D’autres tentatives furent faites en 1817 et en 1831 dans le Milanais et à Angers, mais toutes échouèrent, bien que le climat de Pékin soit plus rigoureux que celui de Paris. Ce n’est pas le froid qui les tue ; mais, après avoir langui quelque temps, la plante périt sans que la cause réelle de sa mort soit bien connue.

« De semblables désappointements tiennent sans doute autant à la climature qu’au système de culture employé. Sous la zone de Paris, on met l’arbre à thé dans un mélange de terreau, de bruyère et de terre franche légère, on le tient en pot ou en caisse, afin de le rentrer à l’orangerie dès les premières approches de l’hiver. Outre qu’il se trouve avoir à supporter en plein air une chaleur et une humidité plus grandes et plus constantes que celles que sa nature lui dispense en sa patrie, ses organes ne sont plus en rapport avec la plus forte proportion d’acide carbonique et d’électricité qui l’enveloppe au milieu des végétaux entassés dans l’orangerie : il subit donc nécessairement des modifications qui nuisent au développement de ses propriétés et abrègent son existence[2]. »

Aussi, malgré les soins employés on n’est pas encore parvenu, croyons-nous, à cultiver le thé en France, de manière à rendre sa récolte productive.

« En Chine aussi bien qu’au Japon, le thé n’exige pas un terrain privilégié ; il suffit qu’il ne soit ni trop léger, ni trop lourd : il réussit mieux sur les coteaux exposés au midi qu’en plaine.
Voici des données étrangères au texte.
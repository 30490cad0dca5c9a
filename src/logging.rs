use anyhow::{Context, Result};
use std::path::Path;
use tracing_appender::{
    non_blocking::WorkerGuard,
    rolling::{RollingFileAppender, Rotation},
};
use tracing_subscriber::{EnvFilter, fmt, layer::SubscriberExt, util::SubscriberInitExt};

/// Console logging on stderr plus a per-run log file in `logs_dir`.
/// `RUST_LOG` overrides the default `info` level. Keep the returned guard
/// alive until exit or buffered file lines are lost.
pub fn init_logging(logs_dir: &Path, run_ts: &str) -> Result<WorkerGuard> {
    let file_appender = RollingFileAppender::builder()
        .rotation(Rotation::NEVER)
        .filename_prefix(format!("loinc-sct-map-{run_ts}"))
        .filename_suffix("log")
        .build(logs_dir)
        .with_context(|| format!("Failed creating log file in {}", logs_dir.display()))?;
    let (file_writer, guard) = tracing_appender::non_blocking(file_appender);

    let env_filter = EnvFilter::try_from_default_env().unwrap_or_else(|_| EnvFilter::new("info"));
    let console_layer = fmt::layer().with_writer(std::io::stderr).with_target(false);
    let file_layer = fmt::layer()
        .with_writer(file_writer)
        .with_ansi(false)
        .with_line_number(true);

    tracing_subscriber::registry()
        .with(env_filter)
        .with(console_layer)
        .with(file_layer)
        .try_init()
        .context("Failed initializing logging")?;
    Ok(guard)
}
fn log_summary(summary: &MapSummary) {
    info!(
        output = %summary.output.display(),
        total = summary.total,
        mapped = summary.mapped,
        unmapped = summary.unmapped,
        "Mapping summary: {} of {} rows mapped to SNOMED CT",
        summary.mapped,
        summary.total
    );
}

fn log_failure(err: &MapError) {
    error!("{err}");
    match err {
        MapError::MissingColumn { last_columns, .. } => {
            error!("Last candidate columns: {}", preview(last_columns));
        }
        MapError::MalformedTable { available, .. } => {
            error!("Map file columns: {}", available.join(", "));
        }
        _ => {}
    }
}

#[cfg(test)]
mod tests {
    use super::*;
    use crate::{model::MappingRow, table::write_lookup_table};
    use rust_xlsxwriter::Workbook;
    use std::fs;

    fn write_table(dir: &Path) -> PathBuf {
        let path = dir.join("snomed-loinc-map-20250921.tsv");
        write_lookup_table(
            &path,
            &[
                MappingRow {
                    code: "A".to_string(),
                    display: "Da".to_string(),
                    loinc_code: "718-7".to_string(),
                },
                MappingRow {
                    code: "B".to_string(),
                    display: "Db".to_string(),
                    loinc_code: String::new(),
                },
            ],
        )
        .unwrap();
        path
    }

    fn outputs(dir: &Path) -> Vec<PathBuf> {
        if !dir.exists() {
            return Vec::new();
        }
        fs::read_dir(dir).unwrap().map(|e| e.unwrap().path()).collect()
    }

    fn read_output(path: &Path) -> Sheet {
        let (_, mut sheets) = load_sheets(path).unwrap();
        sheets.remove(0)
    }

    #[test]
    fn header_in_third_row_is_found() {
        let dir = tempfile::tempdir().unwrap();
        let input = dir.path().join("panel.csv");
        fs::write(
            &input,
            "Lab report,,\nGenerated,,\nTest,Loinc ,Units\nHemoglobin,718-7 ,g/dL\n",
        )
        .unwrap();
        let table = write_table(dir.path());
        let out = dir.path().join("out");

        let summary = SpreadsheetMapper::new(DuplicatePolicy::KeepLast)
            .map_file(&input, &table, &out)
            .unwrap();
        assert_eq!((summary.mapped, summary.unmapped, summary.total), (1, 0, 1));

        let sheet = read_output(&summary.output);
        assert_eq!(
            sheet.rows[0].iter().map(Cell::as_text).collect::<Vec<_>>(),
            vec!["Test", "Loinc ", "Units", SNOMED_CODE_COLUMN, SNOMED_DISPLAY_COLUMN]
        );
        assert_eq!(sheet.rows[1][3], Cell::text("A"));
        assert_eq!(sheet.rows[1][4], Cell::text("Da"));
    }

    #[test]
    fn missing_loinc_column_writes_nothing() {
        let dir = tempfile::tempdir().unwrap();
        let input = dir.path().join("panel.csv");
        fs::write(&input, "a,b\nc,d\ne,f\nTest,LOINC\n").unwrap();
        let table = write_table(dir.path());
        let out = dir.path().join("out");

        let mapper = SpreadsheetMapper::new(DuplicatePolicy::KeepLast);
        match mapper.try_map_file(&input, &table, &out).unwrap_err() {
            MapError::MissingColumn {
                tried,
                last_columns,
                ..
            } => {
                assert_eq!(tried, 3);
                assert_eq!(last_columns, vec!["e", "f"]);
            }
            other => panic!("unexpected error {other:?}"),
        }
        assert!(mapper.map_file(&input, &table, &out).is_none());
        assert!(outputs(&out).is_empty());
    }

    #[test]
    fn unmatched_and_placeholder_codes_are_blank() {
        let dir = tempfile::tempdir().unwrap();
        let input = dir.path().join("panel.tsv");
        fs::write(&input, "LOINC\tTest\nnan\tx\n\tblank\n9999-9\tother\n\n718-7\tHb\n").unwrap();
        let table = write_table(dir.path());
        let out = dir.path().join("out");

        let summary = SpreadsheetMapper::new(DuplicatePolicy::KeepLast)
            .map_file(&input, &table, &out)
            .unwrap();
        assert_eq!((summary.mapped, summary.unmapped, summary.total), (1, 3, 4));

        let sheet = read_output(&summary.output);
        let codes: Vec<String> = sheet.rows[1..]
            .iter()
            .map(|row| row.get(2).map(Cell::as_text).unwrap_or_default())
            .collect();
        assert_eq!(codes, vec!["", "", "", "A"]);
    }

    #[test]
    fn picks_the_sheet_with_a_loinc_column() {
        let dir = tempfile::tempdir().unwrap();
        let input = dir.path().join("lab.xlsx");
        let mut workbook = Workbook::new();
        let notes = workbook.add_worksheet();
        notes.set_name("Notes").unwrap();
        notes.write_string(0, 0, "Read me").unwrap();
        let results = workbook.add_worksheet();
        results.set_name("Results").unwrap();
        results.write_string(0, 0, "LOINC").unwrap();
        results.write_string(1, 0, "718-7").unwrap();
        workbook.save(&input).unwrap();
        let table = write_table(dir.path());
        let out = dir.path().join("out");

        let summary = SpreadsheetMapper::new(DuplicatePolicy::KeepLast)
            .map_file(&input, &table, &out)
            .unwrap();
        assert_eq!(summary.mapped, 1);
        let sheet = read_output(&summary.output);
        assert_eq!(sheet.name, "Results");
        assert_eq!(sheet.rows[1][1], Cell::text("A"));
    }

    #[test]
    fn unsupported_extension_writes_nothing() {
        let dir = tempfile::tempdir().unwrap();
        let input = dir.path().join("panel.pdf");
        fs::write(&input, "LOINC\n718-7\n").unwrap();
        let table = write_table(dir.path());
        let out = dir.path().join("out");

        let mapper = SpreadsheetMapper::new(DuplicatePolicy::KeepLast);
        assert!(matches!(
            mapper.try_map_file(&input, &table, &out),
            Err(MapError::UnsupportedFormat { .. })
        ));
        assert!(outputs(&out).is_empty());
    }

    #[test]
    fn malformed_table_writes_nothing() {
        let dir = tempfile::tempdir().unwrap();
        let input = dir.path().join("panel.csv");
        fs::write(&input, "LOINC\n718-7\n").unwrap();
        let table = dir.path().join("map.tsv");
        fs::write(&table, "code\tdisplay\nA\tDa\n").unwrap();
        let out = dir.path().join("out");

        let mapper = SpreadsheetMapper::new(DuplicatePolicy::KeepLast);
        assert!(matches!(
            mapper.try_map_file(&input, &table, &out),
            Err(MapError::MalformedTable { .. })
        ));
        assert!(mapper.map_file(&input, &table, &out).is_none());
        assert!(outputs(&out).is_empty());
    }

    #[test]
    fn numeric_loinc_cells_match_without_fraction() {
        let index = ReverseIndex::build(
            &[MappingRow {
                code: "C".to_string(),
                display: "Dc".to_string(),
                loinc_code: "1234".to_string(),
            }],
            DuplicatePolicy::KeepLast,
        );
        let records = vec![vec![Cell::Number(1234.0)], vec![Cell::text("NaN")]];
        let (annotated, mapped) = annotate_records(&records, 1, 0, &index);
        assert_eq!(mapped, 1);
        assert_eq!(annotated[0][1], Cell::text("C"));
        assert_eq!(annotated[1][1], Cell::Empty);
        assert_eq!(annotated[1][2], Cell::Empty);
    }

    #[test]
    fn custom_locators_replace_defaults() {
        let sheet = Sheet {
            name: "s".to_string(),
            rows: vec![
                vec![Cell::text("x")],
                vec![Cell::text("x")],
                vec![Cell::text("x")],
                vec![Cell::text("x")],
                vec![Cell::text("LOINC")],
            ],
        };
        let mapper = SpreadsheetMapper::new(DuplicatePolicy::KeepLast)
            .with_locators(vec![Box::new(HeaderRow { row: 4 })]);
        assert_eq!(
            mapper.discover_header(&sheet),
            Ok(HeaderMatch {
                header_row: 4,
                loinc_col: 0
            })
        );
    }

    #[test]
    fn same_stem_inputs_get_distinct_outputs() {
        let dir = tempfile::tempdir().unwrap();
        let table = write_table(dir.path());
        let out = dir.path().join("out");
        let csv = dir.path().join("lab.csv");
        let tsv = dir.path().join("lab.tsv");
        fs::write(&csv, "LOINC,Src\n718-7,csv\n").unwrap();
        fs::write(&tsv, "LOINC\tSrc\n718-7\ttsv\n").unwrap();

        let mapper = SpreadsheetMapper::new(DuplicatePolicy::KeepLast);
        let first = mapper.map_file(&csv, &table, &out).unwrap();
        let second = mapper.map_file(&tsv, &table, &out).unwrap();

        assert_ne!(first.output, second.output);
        assert_eq!(outputs(&out).len(), 2);
        assert_eq!(read_output(&first.output).rows[1][1], Cell::text("csv"));
        assert_eq!(read_output(&second.output).rows[1][1], Cell::text("tsv"));
    }

    #[test]
    fn taken_output_names_fall_back_to_extension_then_counter() {
        let dir = tempfile::tempdir().unwrap();
        let ts = "20250102-030405";
        let input = Path::new("/in/lab.TSV");

        let first = unique_output_path(dir.path(), input, ts);
        assert_eq!(first, dir.path().join("lab-snomed-mapped-20250102-030405.xlsx"));
        fs::write(&first, "").unwrap();

        let second = unique_output_path(dir.path(), input, ts);
        assert_eq!(second, dir.path().join("lab-tsv-snomed-mapped-20250102-030405.xlsx"));
        fs::write(&second, "").unwrap();

        let third = unique_output_path(dir.path(), input, ts);
        assert_eq!(third, dir.path().join("lab-tsv-snomed-mapped-20250102-030405-2.xlsx"));
    }

    #[test]
    fn whitespace_only_rows_are_kept() {
        let sheet = Sheet {
            name: "s".to_string(),
            rows: vec![
                vec![Cell::text("LOINC"), Cell::text("Note")],
                vec![Cell::text("  "), Cell::Empty],
                vec![Cell::Empty, Cell::Empty],
                vec![],
                vec![Cell::text("718-7"), Cell::Empty],
            ],
        };
        let records = data_records(&sheet, 0);
        assert_eq!(
            records,
            vec![
                vec![Cell::text("  "), Cell::Empty],
                vec![Cell::text("718-7"), Cell::Empty],
            ]
        );
    }

    #[test]
    fn output_name_uses_stem_and_timestamp() {
        assert_eq!(
            output_file_name(Path::new("/in/chem panel.xlsx"), "20250102-030405"),
            "chem panel-snomed-mapped-20250102-030405.xlsx"
        );
    }
}
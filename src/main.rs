mod args;
mod build;
mod capability;
mod client;
mod common;
mod constants;
mod error;
mod expand;
mod logging;
mod lookup;
mod mapper;
mod model;
mod report;
mod sheet;
mod table;

use anyhow::{Context, Result};
use clap::Parser;
use reqwest::Client;
use std::process::ExitCode;
use tracing::{error, info, info_span, warn};

use args::Args;
use build::{BuildOptions, build_lookup_table, reset_map_state};
use capability::probe_capability;
use client::{FhirClient, TerminologyServer};
use common::{DataDirs, run_timestamp};
use constants::LOOKUP_CACHE_FILE;
use logging::init_logging;
use lookup::LookupSettings;
use mapper::SpreadsheetMapper;
use model::SctRelease;
use report::RunReport;
use sheet::list_spreadsheets;

#[tokio::main]
async fn main() -> Result<ExitCode> {
    let args = Args::parse();

    let dirs = DataDirs::new(&args.root_dir());
    dirs.ensure()?;
    let _log_guard = init_logging(&dirs.logs, &run_timestamp())?;

    let release = SctRelease::new(&args.edition, &args.version);
    info!(
        root = %dirs.root.display(),
        endpoint = %args.tx_endpoint,
        version_uri = %release.version_uri(),
        "Starting SNOMED CT Observable to LOINC mapping"
    );

    let client = Client::builder()
        .user_agent(concat!("sct-loinc-map/", env!("CARGO_PKG_VERSION")))
        .build()
        .context("Failed creating HTTP client")?;
    let server = FhirClient::new(client, &args.tx_endpoint, args.max_retries);

    let capability = probe_capability(&server).await;
    if !capability.is_ready() {
        if !args.strict_capability {
            warn!("Continuing anyway; pass --strict-capability to abort instead");
        } else if let Some(err) = capability.into_error(server.endpoint()) {
            error!("{err}. Aborting (--strict-capability).");
            return Ok(ExitCode::FAILURE);
        }
    }

    let map_path = dirs.maps.join(release.map_file_name());
    let cache_path = dirs.maps.join(LOOKUP_CACHE_FILE);
    if args.reset_map {
        reset_map_state(&map_path, &cache_path)?;
    }

    let options = BuildOptions {
        rebuild: args.rebuild_map || args.reset_map,
        lookup: LookupSettings {
            concurrency: args.concurrency.max(1),
            requests_per_second: args.requests_per_second,
        },
    };
    let table = match build_lookup_table(&server, &release, &dirs.maps, &cache_path, &options).await
    {
        Ok(table) => table,
        Err(err) => {
            error!("Failed to create or locate the SNOMED-LOINC map file: {err:#}");
            return Ok(ExitCode::FAILURE);
        }
    };
    let table_path = table.path().to_path_buf();
    let mut report = RunReport::default();
    report.set_table(table);

    if args.build_map_only {
        info!("--build-map-only set; skipping spreadsheet mapping");
        report.log_summary();
        return Ok(ExitCode::SUCCESS);
    }

    let inputs = list_spreadsheets(&dirs.inbound)?;
    if inputs.is_empty() {
        info!(dir = %dirs.inbound.display(), "No spreadsheets to map");
    }

    let mapper = SpreadsheetMapper::new(args.duplicate_loinc);
    for input in &inputs {
        let file = input
            .file_name()
            .map(|n| n.to_string_lossy().to_string())
            .unwrap_or_default();
        let summary = info_span!("map_file", %file)
            .in_scope(|| mapper.map_file(input, &table_path, &dirs.outbound));
        report.record(input, summary);
    }

    report.log_summary();
    if report.failed() > 0 {
        error!("{} of {} spreadsheets failed", report.failed(), inputs.len());
        return Ok(ExitCode::FAILURE);
    }
    info!("Processing complete");
    Ok(ExitCode::SUCCESS)
}
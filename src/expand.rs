use serde::Deserialize;
use tracing::{info, warn};

use crate::{
    client::TerminologyServer, constants::OBSERVABLE_ENTITY_ECL, error::TerminologyError,
    model::Concept, model::SctRelease,
};

#[derive(Debug, Deserialize)]
struct ValueSetResponse {
    expansion: Option<Expansion>,
}

#[derive(Debug, Deserialize)]
struct Expansion {
    total: Option<u64>,
    #[serde(default)]
    contains: Vec<ExpansionContains>,
}

#[derive(Debug, Deserialize)]
struct ExpansionContains {
    code: Option<String>,
    display: Option<String>,
}

/// Implicit value set URL for an ECL expression against one SNOMED CT release.
/// The ECL is percent-encoded here; the whole URL is encoded again as a query
/// parameter by the HTTP client.
pub fn ecl_valueset_url(release: &SctRelease, ecl: &str) -> String {
    format!(
        "{}?fhir_vs=ecl/{}",
        release.version_uri(),
        urlencoding::encode(ecl)
    )
}

pub async fn expand_observables<S: TerminologyServer>(
    server: &S,
    release: &SctRelease,
) -> Result<Vec<Concept>, TerminologyError> {
    expand_ecl(server, release, OBSERVABLE_ENTITY_ECL).await
}

pub async fn expand_ecl<S: TerminologyServer>(
    server: &S,
    release: &SctRelease,
    ecl: &str,
) -> Result<Vec<Concept>, TerminologyError> {
    info!(%ecl, version_uri = %release.version_uri(), "Expanding ValueSet");
    let valueset_url = ecl_valueset_url(release, ecl);
    let body = server
        .expand(&valueset_url)
        .await
        .map_err(|err| TerminologyError::Expansion(Box::new(err)))?;

    let url = format!("{}/ValueSet/$expand", server.endpoint());
    let concepts = parse_expansion(&url, body)?;
    info!("Found {} Observable entity concepts", concepts.len());
    Ok(concepts)
}

fn parse_expansion(url: &str, body: serde_json::Value) -> Result<Vec<Concept>, TerminologyError> {
    let response: ValueSetResponse = serde_json::from_value(body).map_err(|err| {
        TerminologyError::Expansion(Box::new(TerminologyError::Decode {
            url: url.to_string(),
            message: err.to_string(),
        }))
    })?;

    let Some(expansion) = response.expansion else {
        warn!("ValueSet response has no expansion element");
        return Ok(Vec::new());
    };

    let returned = expansion.contains.len();
    if let Some(total) = expansion.total {
        if total > returned as u64 {
            warn!(
                total,
                returned, "Expansion is truncated by the server; only returned concepts are mapped"
            );
        }
    }

    let mut concepts = Vec::with_capacity(returned);
    for entry in expansion.contains {
        match entry.code.map(|c| c.trim().to_string()).filter(|c| !c.is_empty()) {
            Some(code) => concepts.push(Concept::new(code, entry.display.unwrap_or_default())),
            None => warn!(display = ?entry.display, "Skipping expansion entry without a code"),
        }
    }
    Ok(concepts)
}

#[cfg(test)]
mod tests {
    use super::*;
    use crate::client::testing::FakeServer;
    use serde_json::json;

    fn release() -> SctRelease {
        SctRelease::new("11010000107", "20250921")
    }

    #[test]
    fn valueset_url_encodes_ecl() {
        let url = ecl_valueset_url(&release(), "<< 177301010000109");
        assert_eq!(
            url,
            "http://snomed.info/sct/11010000107/version/20250921?fhir_vs=ecl/%3C%3C%20177301010000109"
        );
    }

    #[test]
    fn observable_ecl_has_no_raw_reserved_chars_after_encoding() {
        let url = ecl_valueset_url(&release(), OBSERVABLE_ENTITY_ECL);
        let (_, encoded) = url.split_once("ecl/").unwrap();
        assert!(!encoded.contains(' '));
        assert!(!encoded.contains('<'));
        assert!(encoded.starts_with("%28%20%3C%20363787002"));
    }

    #[tokio::test]
    async fn keeps_server_order() {
        let server = FakeServer::new().with_concepts(&[("B", "Db"), ("A", "Da")]);
        let concepts = expand_observables(&server, &release()).await.unwrap();
        assert_eq!(concepts, vec![Concept::new("B", "Db"), Concept::new("A", "Da")]);
        assert_eq!(server.calls().len(), 1);
        assert!(server.calls()[0].starts_with("expand:http://snomed.info/sct/11010000107/version/20250921?fhir_vs=ecl/"));
    }

    #[tokio::test]
    async fn empty_expansion_is_not_an_error() {
        let server = FakeServer::new();
        let concepts = expand_observables(&server, &release()).await.unwrap();
        assert!(concepts.is_empty());
    }

    #[tokio::test]
    async fn server_error_becomes_expansion_error() {
        let mut server = FakeServer::new();
        server.expansion = Err(TerminologyError::Status {
            url: "http://fake.test/fhir/ValueSet/$expand".to_string(),
            status: 400,
            body: "invalid ECL".to_string(),
        });
        let err = expand_observables(&server, &release()).await.unwrap_err();
        assert!(matches!(err, TerminologyError::Expansion(_)));
        assert_eq!(err.status(), Some(400));
    }

    #[test]
    fn entries_without_code_are_skipped() {
        let body = json!({
            "expansion": {
                "contains": [
                    {"code": "A", "display": "Da"},
                    {"display": "orphan"},
                    {"code": "C"}
                ]
            }
        });
        let concepts = parse_expansion("http://tx", body).unwrap();
        assert_eq!(concepts, vec![Concept::new("A", "Da"), Concept::new("C", "")]);
    }

    #[test]
    fn malformed_expansion_is_decode_error() {
        let body = json!({"expansion": {"contains": "nope"}});
        let err = parse_expansion("http://tx", body).unwrap_err();
        match err {
            TerminologyError::Expansion(inner) => {
                assert!(matches!(*inner, TerminologyError::Decode { .. }))
            }
            other => panic!("unexpected error {other:?}"),
        }
    }
}
use anyhow::{Context, Result};
use calamine::{Data, Range, Reader, open_workbook_auto};
use csv::ReaderBuilder;
use rust_xlsxwriter::{Format, Workbook, Worksheet, XlsxError};
use std::{
    fs,
    path::{Path, PathBuf},
};
use tracing::{debug, warn};

use crate::error::MapError;

/// A spreadsheet cell, keeping enough of the source type to write it back.
#[derive(Debug, Clone, PartialEq)]
pub enum Cell {
    Empty,
    Text(String),
    Number(f64),
    Int(i64),
    Bool(bool),
}

impl Cell {
    pub fn text(value: impl Into<String>) -> Self {
        let value = value.into();
        if value.is_empty() {
            Self::Empty
        } else {
            Self::Text(value)
        }
    }

    /// String form used for header matching and LOINC lookups. Integral
    /// floats render without a fraction, so 1234.0 reads as "1234".
    pub fn as_text(&self) -> String {
        match self {
            Self::Empty => String::new(),
            Self::Text(s) => s.clone(),
            Self::Int(i) => i.to_string(),
            Self::Number(n) if n.is_finite() && n.fract() == 0.0 && n.abs() < 1e15 => {
                format!("{}", *n as i64)
            }
            Self::Number(n) => n.to_string(),
            Self::Bool(b) => b.to_string(),
        }
    }

    pub fn is_empty(&self) -> bool {
        matches!(self, Self::Empty)
    }
}

impl From<&Data> for Cell {
    fn from(value: &Data) -> Self {
        match value {
            Data::Empty => Self::Empty,
            Data::String(s) => Self::text(s.as_str()),
            Data::Int(i) => Self::Int(*i),
            Data::Float(f) => Self::Number(*f),
            Data::Bool(b) => Self::Bool(*b),
            Data::DateTime(dt) => match dt.as_datetime() {
                Some(ts) if ts.time() == chrono::NaiveTime::MIN => {
                    Self::Text(ts.format("%Y-%m-%d").to_string())
                }
                Some(ts) => Self::Text(ts.format("%Y-%m-%d %H:%M:%S").to_string()),
                None => Self::Number(dt.as_f64()),
            },
            Data::DateTimeIso(s) | Data::DurationIso(s) => Self::text(s.as_str()),
            Data::Error(err) => Self::Text(err.to_string()),
        }
    }
}

/// A sheet as a grid anchored at A1.
#[derive(Debug, Clone)]
pub struct Sheet {
    pub name: String,
    pub rows: Vec<Vec<Cell>>,
}

#[derive(Debug, Clone, Copy, PartialEq, Eq)]
pub enum SheetFormat {
    Workbook,
    Delimited(u8),
}

impl SheetFormat {
    pub fn from_path(path: &Path) -> Result<Self, MapError> {
        let extension = path
            .extension()
            .and_then(|x| x.to_str())
            .unwrap_or("")
            .to_ascii_lowercase();
        match extension.as_str() {
            "xlsx" | "xlsm" | "xlsb" | "xls" | "ods" => Ok(Self::Workbook),
            "csv" => Ok(Self::Delimited(b',')),
            "tsv" => Ok(Self::Delimited(b'\t')),
            _ => Err(MapError::UnsupportedFormat {
                path: path.to_path_buf(),
                extension,
            }),
        }
    }
}

pub fn load_sheets(path: &Path) -> Result<(SheetFormat, Vec<Sheet>), MapError> {
    let format = SheetFormat::from_path(path)?;
    let sheets = match format {
        SheetFormat::Workbook => load_workbook(path)?,
        SheetFormat::Delimited(delimiter) => vec![load_delimited(path, delimiter)?],
    };
    Ok((format, sheets))
}

fn load_workbook(path: &Path) -> Result<Vec<Sheet>, MapError> {
    let read_err = |message: String| MapError::Read {
        path: path.to_path_buf(),
        message,
    };
    let mut workbook = open_workbook_auto(path).map_err(|err| read_err(err.to_string()))?;

    let mut sheets = Vec::new();
    for name in workbook.sheet_names() {
        let range = workbook
            .worksheet_range(&name)
            .map_err(|err| read_err(format!("sheet '{name}': {err}")))?;
        sheets.push(sheet_from_range(name, &range));
    }
    Ok(sheets)
}

fn sheet_from_range(name: String, range: &Range<Data>) -> Sheet {
    let (first_row, first_col) = range.start().unwrap_or((0, 0));
    let mut rows: Vec<Vec<Cell>> = vec![Vec::new(); first_row as usize];
    for source in range.rows() {
        let mut cells = vec![Cell::Empty; first_col as usize];
        cells.extend(source.iter().map(Cell::from));
        rows.push(cells);
    }
    Sheet { name, rows }
}

fn load_delimited(path: &Path, delimiter: u8) -> Result<Sheet, MapError> {
    let read_err = |message: String| MapError::Read {
        path: path.to_path_buf(),
        message,
    };
    let mut reader = ReaderBuilder::new()
        .has_headers(false)
        .flexible(true)
        .delimiter(delimiter)
        .from_path(path)
        .map_err(|err| read_err(err.to_string()))?;

    let mut rows = Vec::new();
    for record in reader.records() {
        let record = record.map_err(|err| read_err(err.to_string()))?;
        rows.push(record.iter().map(Cell::text).collect::<Vec<_>>());
    }
    if let Some(Cell::Text(first)) = rows.first_mut().and_then(|row| row.first_mut()) {
        if first.starts_with('\u{feff}') {
            first.remove(0);
        }
    }

    let name = path
        .file_stem()
        .and_then(|x| x.to_str())
        .unwrap_or("Sheet1")
        .to_string();
    Ok(Sheet { name, rows })
}

/// Spreadsheets in `dir` that the mapper can read, sorted by file name.
/// Office lock files and hidden files are ignored.
pub fn list_spreadsheets(dir: &Path) -> Result<Vec<PathBuf>> {
    let mut files = Vec::new();
    for entry in
        fs::read_dir(dir).with_context(|| format!("Failed listing {}", dir.display()))?
    {
        let entry = entry.with_context(|| format!("Failed reading entry in {}", dir.display()))?;
        let path = entry.path();
        if !path.is_file() {
            continue;
        }
        let file_name = entry.file_name().to_string_lossy().to_string();
        if file_name.starts_with("~$") || file_name.starts_with('.') {
            debug!(file = %file_name, "Skipping lock/hidden file");
            continue;
        }
        match SheetFormat::from_path(&path) {
            Ok(_) => files.push(path),
            Err(err) => warn!(file = %file_name, "Skipping: {err}"),
        }
    }
    files.sort();
    Ok(files)
}

/// Writes a single-sheet workbook: a bold header row followed by `rows`.
pub fn write_xlsx(
    path: &Path,
    sheet_name: &str,
    header: &[String],
    rows: &[Vec<Cell>],
) -> Result<(), MapError> {
    let write_err = |err: XlsxError| MapError::Write {
        path: path.to_path_buf(),
        message: err.to_string(),
    };

    let mut workbook = Workbook::new();
    let worksheet = workbook.add_worksheet();
    if let Err(err) = worksheet.set_name(sheet_name) {
        debug!(sheet = sheet_name, error = %err, "Keeping default worksheet name");
    }

    let bold = Format::new().set_bold();
    for (col, name) in header.iter().enumerate() {
        let col = grid_col(path, col)?;
        worksheet
            .write_string_with_format(0, col, name, &bold)
            .map_err(write_err)?;
    }
    for (idx, cells) in rows.iter().enumerate() {
        let row = grid_row(path, idx + 1)?;
        for (col, cell) in cells.iter().enumerate() {
            let col = grid_col(path, col)?;
            write_cell(worksheet, row, col, cell).map_err(write_err)?;
        }
    }

    workbook.save(path).map_err(write_err)
}

fn write_cell(worksheet: &mut Worksheet, row: u32, col: u16, cell: &Cell) -> Result<(), XlsxError> {
    match cell {
        Cell::Empty => {}
        Cell::Text(s) => {
            worksheet.write_string(row, col, s)?;
        }
        Cell::Int(i) => {
            worksheet.write_number(row, col, *i as f64)?;
        }
        Cell::Number(n) if n.is_finite() => {
            worksheet.write_number(row, col, *n)?;
        }
        Cell::Number(n) => {
            worksheet.write_string(row, col, n.to_string())?;
        }
        Cell::Bool(b) => {
            worksheet.write_boolean(row, col, *b)?;
        }
    }
    Ok(())
}

fn grid_row(path: &Path, idx: usize) -> Result<u32, MapError> {
    u32::try_from(idx).map_err(|_| MapError::Write {
        path: path.to_path_buf(),
        message: format!("row {idx} exceeds the worksheet limit"),
    })
}

fn grid_col(path: &Path, idx: usize) -> Result<u16, MapError> {
    u16::try_from(idx).map_err(|_| MapError::Write {
        path: path.to_path_buf(),
        message: format!("column {idx} exceeds the worksheet limit"),
    })
}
Lorsque le sol n’est pas naturellement fertile, on lui applique, dit-on, des fumiers d’engrais humains, et, s’il manque de fraîcheur, on lui donne des arrosages.

« La culture du thé se résume dans cet aphorisme agricole : terrain constamment meuble et exempt de mauvaises herbes.

« La croissance est lente : au Japon, le thé met sept ans à atteindre la hauteur d’un homme. On ne récolte pas ses feuilles avant trois ans, mais à partir de cet âge la cueillette est annuelle.

« Suivant les contrées, dès que la plante est parvenue à sa septième année, on la recèpe afin de multiplier ses tiges, et par suite, la quantité de feuilles qu’elle peut procurer. Les uns la rabattent périodiquement à cet âge, les autres à chaque dixième année, comme cela se fait en Chine. Dans d’autres provinces, on ne recèpe le thé que tous les trente ou quarante ans.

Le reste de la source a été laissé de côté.